Reading time: 3m 30s.

Over the last few years, the conversations around mental health have become more loud and frequent across society. From social media content to news stories, the concern for the rise of mental health issues is large and it’s never been as important to be able to open up and talk about our mental health. 

Mental health issues affect one in four people in the UK each year. Issues relating to mental health can emerge from a variety of factors, with one key cause deriving from the workplace, as one in seven Brits are expected to experience some form of mental health problem relating to their work.  

Because of the stigma that has been attached to mental health issues over time, it has often been challenging for people to take some much needed time off or get the support necessary for self-care. 

So how confident are people when it comes to talking about mental health at work? A survey of over 1,000 people living in the UK found that 82% of workers wouldn’t be confident talking to their colleagues about mental health. So which cities and industries need to work on opening up at work most?

The discussing around mental health varies greatly across the nation. Interestingly, Scotland comes out as the most confident when it comes to talking about mental health in the workplace. Edinburgh, in particular, sits leagues above all other cities in the UK, with 32% of people feeling confident talking about mental health issues at work.

It’s somewhat unsurprising that people who work in HR are the most likely to be confident in talking about their mental health (36%). 

On the other end of the scale, workers in Leeds (8%) are four times less likely to feel confident talking to colleagues than their counterparts in Edinburgh, followed closely by workers in Sheffield.

In London, fewer than one in five (19%) workers feel confident they can talk to colleagues, however, this number does rise to over a quarter (26%) in the Greater London region. The increase in the Greater London region and the figures from cities such as Edinburgh and Glasgow are well below half and signal that far more needs to be done to increase confidence in talking about mental health and wellbeing. 

Concerningly, it isn’t just a lack of confidence the survey uncovered, more than 1 in 10 people in the UK say they would feel embarrassed or ashamed of talking to their colleagues, with those in Cardiff most likely to feel this way (18%). These stats show that not only is work needed to improve confidence but also the stigma of talking about mental health.

It’s somewhat unsurprising that people who work in HR are the most likely to be confident in talking about their mental health (36%).

However, interestingly, HR workers are also the most likely to feel ashamed or embarrassed talking to colleagues about their mental health (32%); suggesting that while they might be the ‘go to’ support for other employees, they might not have the same level of support that they feel they can talk to. 

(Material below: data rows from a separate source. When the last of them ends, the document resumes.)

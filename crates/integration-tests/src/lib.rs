use std::net::SocketAddr;
use std::sync::Once;
use std::time::Duration;

use config::Config;
use server::ServeConfig;
use tokio::net::TcpListener;
use tokio::time::timeout;

static INIT: Once = Once::new();

fn init_crypto_provider() {
    INIT.call_once(|| {
        rustls::crypto::aws_lc_rs::default_provider()
            .install_default()
            .expect("Failed to install default crypto provider");
    });
}

/// Test client for making HTTP requests to the test server
pub struct TestClient {
    base_url: String,
    client: reqwest::Client,
}

impl TestClient {
    /// Create a new test client for the given base URL
    pub fn new(base_url: String) -> Self {
        Self {
            base_url,
            client: reqwest::Client::new(),
        }
    }

    /// Send a GET request to the given path
    pub async fn get(&self, path: &str) -> reqwest::Response {
        self.client
            .get(format!("{}{}", self.base_url, path))
            .send()
            .await
            .unwrap()
    }

    /// Send a GET request with an `X-Forwarded-For` header
    pub async fn get_forwarded_for(&self, path: &str, forwarded_for: &str) -> reqwest::Response {
        self.client
            .get(format!("{}{}", self.base_url, path))
            .header("X-Forwarded-For", forwarded_for)
            .send()
            .await
            .unwrap()
    }
}

/// Test server that manages the lifecycle of a server instance
pub struct TestServer {
    pub client: TestClient,
    pub address: SocketAddr,
    _handle: tokio::task::JoinHandle<()>,
}

impl TestServer {
    /// Start a new test server with the given TOML configuration
    pub async fn start(config_toml: &str) -> Self {
        init_crypto_provider();

        let config: Config = toml::from_str(config_toml).unwrap();
        config.validate().unwrap();

        // Find an available port
        let listener = TcpListener::bind("127.0.0.1:0").await.unwrap();
        let address = listener.local_addr().unwrap();

        let serve_config = ServeConfig {
            listen_address: address,
            config,
        };

        let (tx, mut rx) = tokio::sync::oneshot::channel();
        let handle = tokio::spawn(async move {
            // Drop the listener so the server can bind to the address
            drop(listener);

            let _ = tx.send(server::serve(serve_config).await);
        });

        let client = TestClient::new(format!("http://{address}"));

        // Any answer means the listener is up, even a 404 from a disabled health route.
        let ready = wait_until_ready(&format!("http://{address}/health"), Duration::from_secs(5)).await;

        if let Ok(Err(e)) = rx.try_recv() {
            eprintln!("Server failed to start: {e}");
            std::process::exit(1);
        }

        assert!(ready, "server at {address} did not start accepting requests");

        TestServer {
            client,
            address,
            _handle: handle,
        }
    }
}

/// Polls `url` until the server answers, giving up after `deadline`. Returns whether it answered.
pub async fn wait_until_ready(url: &str, deadline: Duration) -> bool {
    let client = reqwest::Client::new();

    let poll = async {
        while client.get(url).send().await.is_err() {
            tokio::time::sleep(Duration::from_millis(25)).await;
        }
    };

    timeout(deadline, poll).await.is_ok()
}

/// Status and rate limit headers of a response, for compact snapshots.
pub fn summarize(response: &reqwest::Response) -> String {
    let header = |name: &str| {
        response
            .headers()
            .get(name)
            .map(|value| value.to_str().unwrap_or("invalid").to_string())
            .unwrap_or_else(|| "-".to_string())
    };

    format!(
        "{} limit={} remaining={}",
        response.status().as_u16(),
        header(server::X_RATELIMIT_LIMIT),
        header(server::X_RATELIMIT_REMAINING)
    )
}
use std::path::Path;

use anyhow::{Context, bail};
use indoc::formatdoc;

use crate::{Config, StorageConfig};

pub fn load<P: AsRef<Path>>(path: P) -> anyhow::Result<Config> {
    let path = path.as_ref();

    let content = std::fs::read_to_string(path)
        .with_context(|| format!("Failed to read configuration file {}", path.display()))?;

    let config: Config =
        toml::from_str(&content).with_context(|| format!("Failed to parse configuration file {}", path.display()))?;

    let warnings = validate(&config)?;

    for warning in warnings {
        log::warn!("{warning}");
    }

    Ok(config)
}

/// Checks settings the server cannot start with. Returns warnings for settings that are
/// accepted but adjusted.
pub(crate) fn validate(config: &Config) -> anyhow::Result<Vec<String>> {
    let health = &config.server.health;

    if health.enabled && !health.path.starts_with('/') {
        bail!(
            "Invalid health endpoint path '{}': server.health.path must start with '/'",
            health.path
        );
    }

    validate_rate_limits(config)
}

/// Rejects rate limit settings the limiter cannot honor. Returns warnings for settings that
/// are accepted but adjusted.
fn validate_rate_limits(config: &Config) -> anyhow::Result<Vec<String>> {
    let rate_limits = &config.server.rate_limits;
    let mut warnings = Vec::new();

    if rate_limits.limit == 0 {
        bail!(formatdoc! {r#"
            Invalid rate limit: server.rate_limits.limit must be at least 1.

            To reject every request, remove the route instead. To disable rate limiting:

              [server.rate_limits]
              enabled = false
        "#});
    }

    if rate_limits.window.as_secs() == 0 {
        bail!(
            "Invalid rate limit window {:?}: server.rate_limits.window must be at least one second",
            rate_limits.window
        );
    }

    if rate_limits.window.subsec_nanos() != 0 {
        warnings.push(format!(
            "Rate limit window {:?} is not a whole number of seconds, counters will expire after {}s",
            rate_limits.window,
            rate_limits.quota().window_secs()
        ));
    }

    if let StorageConfig::Redis(redis) = &rate_limits.storage
        && !(redis.url.starts_with("redis://") || redis.url.starts_with("rediss://"))
    {
        bail!(
            "Invalid Redis URL '{}': expected a redis:// or rediss:// scheme",
            redis.url
        );
    }

    if !rate_limits.enabled && matches!(rate_limits.storage, StorageConfig::Redis(_)) {
        warnings.push("Redis storage is configured but rate limiting is disabled".to_string());
    }

    Ok(warnings)
}

#[cfg(test)]
mod tests {
    use std::io::Write;

    use indoc::indoc;
    use insta::assert_snapshot;

    use crate::Config;

    use super::*;

    fn parse(config: &str) -> Config {
        toml::from_str(config).unwrap()
    }

    #[test]
    fn default_config_is_valid() {
        let warnings = validate_rate_limits(&Config::default()).unwrap();
        assert!(warnings.is_empty());
    }

    #[test]
    fn zero_limit_fails() {
        let config = parse(indoc! {r#"
            [server.rate_limits]
            enabled = true
            limit = 0
        "#});

        let error = validate_rate_limits(&config).unwrap_err();

        assert_snapshot!(error.to_string(), @r#"
        Invalid rate limit: server.rate_limits.limit must be at least 1.

        To reject every request, remove the route instead. To disable rate limiting:

          [server.rate_limits]
          enabled = false
        "#);
    }

    #[test]
    fn sub_second_window_fails() {
        let config = parse(indoc! {r#"
            [server.rate_limits]
            enabled = true
            window = "500ms"
        "#});

        let error = validate_rate_limits(&config).unwrap_err();

        assert_snapshot!(error.to_string(), @"Invalid rate limit window 500ms: server.rate_limits.window must be at least one second");
    }

    #[test]
    fn fractional_window_warns() {
        let config = parse(indoc! {r#"
            [server.rate_limits]
            enabled = true
            window = "1500ms"
        "#});

        let warnings = validate_rate_limits(&config).unwrap();

        insta::assert_debug_snapshot!(warnings, @r#"
        [
            "Rate limit window 1.5s is not a whole number of seconds, counters will expire after 1s",
        ]
        "#);
    }

    #[test]
    fn invalid_redis_scheme_fails() {
        let config = parse(indoc! {r#"
            [server.rate_limits]
            enabled = true

            [server.rate_limits.storage]
            type = "redis"
            url = "http://localhost:6379"
        "#});

        let error = validate_rate_limits(&config).unwrap_err();

        assert_snapshot!(error.to_string(), @"Invalid Redis URL 'http://localhost:6379': expected a redis:// or rediss:// scheme");
    }

    #[test]
    fn disabled_redis_storage_warns() {
        let config = parse(indoc! {r#"
            [server.rate_limits]
            enabled = false

            [server.rate_limits.storage]
            type = "redis"
            url = "redis://localhost:6379"
        "#});

        let warnings = validate_rate_limits(&config).unwrap();

        assert_eq!(warnings, vec!["Redis storage is configured but rate limiting is disabled"]);
    }

    #[test]
    fn relative_health_path_fails() {
        let config = parse(indoc! {r#"
            [server.health]
            path = "health"
        "#});

        let error = validate(&config).unwrap_err();

        assert_snapshot!(error.to_string(), @"Invalid health endpoint path 'health': server.health.path must start with '/'");
    }

    #[test]
    fn load_from_file() {
        let mut file = tempfile::NamedTempFile::new().unwrap();

        write!(
            file,
            "{}",
            indoc! {r#"
                [server.rate_limits]
                enabled = true
                limit = 3
                window = "10s"
            "#}
        )
        .unwrap();

        let config = Config::load(file.path()).unwrap();

        assert!(config.server.rate_limits.enabled);
        assert_eq!(config.server.rate_limits.limit, 3);
        assert_eq!(config.server.rate_limits.window, std::time::Duration::from_secs(10));
    }

    #[test]
    fn load_rejects_invalid_limits() {
        let mut file = tempfile::NamedTempFile::new().unwrap();

        write!(
            file,
            "{}",
            indoc! {r#"
                [server.rate_limits]
                limit = 0
            "#}
        )
        .unwrap();

        assert!(Config::load(file.path()).is_err());
    }

    #[test]
    fn load_missing_file_fails() {
        let error = Config::load("/nonexistent/gatekeeper.toml").unwrap_err();

        assert!(error.to_string().starts_with("Failed to read configuration file"));
    }
}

The arts and culture industry was found to have the second highest proportion of people who feel confident talking about mental health (33%), closely followed by workers in the IT and telecoms professions (31%).

The numbers coming out of the HR, arts and culture, and IT and telecoms industries show that there is some confidence in talking to colleagues, however, like the city and regional statistics, none meet or surpass the 50% mark; indicating that industries need to do far more to support their workers

The least confident workers to talk about their mental health are those in sales, media and marketing professions, where just 8% said they felt confident talking to colleagues and almost one in four (24%) would feel embarrassed or ashamed of talking to their colleagues.

In comparison, just 11% of those in the legal profession would feel embarrassed or ashamed of talking to colleagues, yet, over 25% (26.3%) feel that they would still be nervous talking to colleagues about how they feel.

No matter what your role or which industry you work in, everyone deserves the support they need when dealing with mental health issues. From an open chat over a coffee to a mental health awareness day at work, there are so many ways employers can improve company culture with regards to mental health support.


About the author

Sean Walsh is marketing manager of Protectivity Insurance.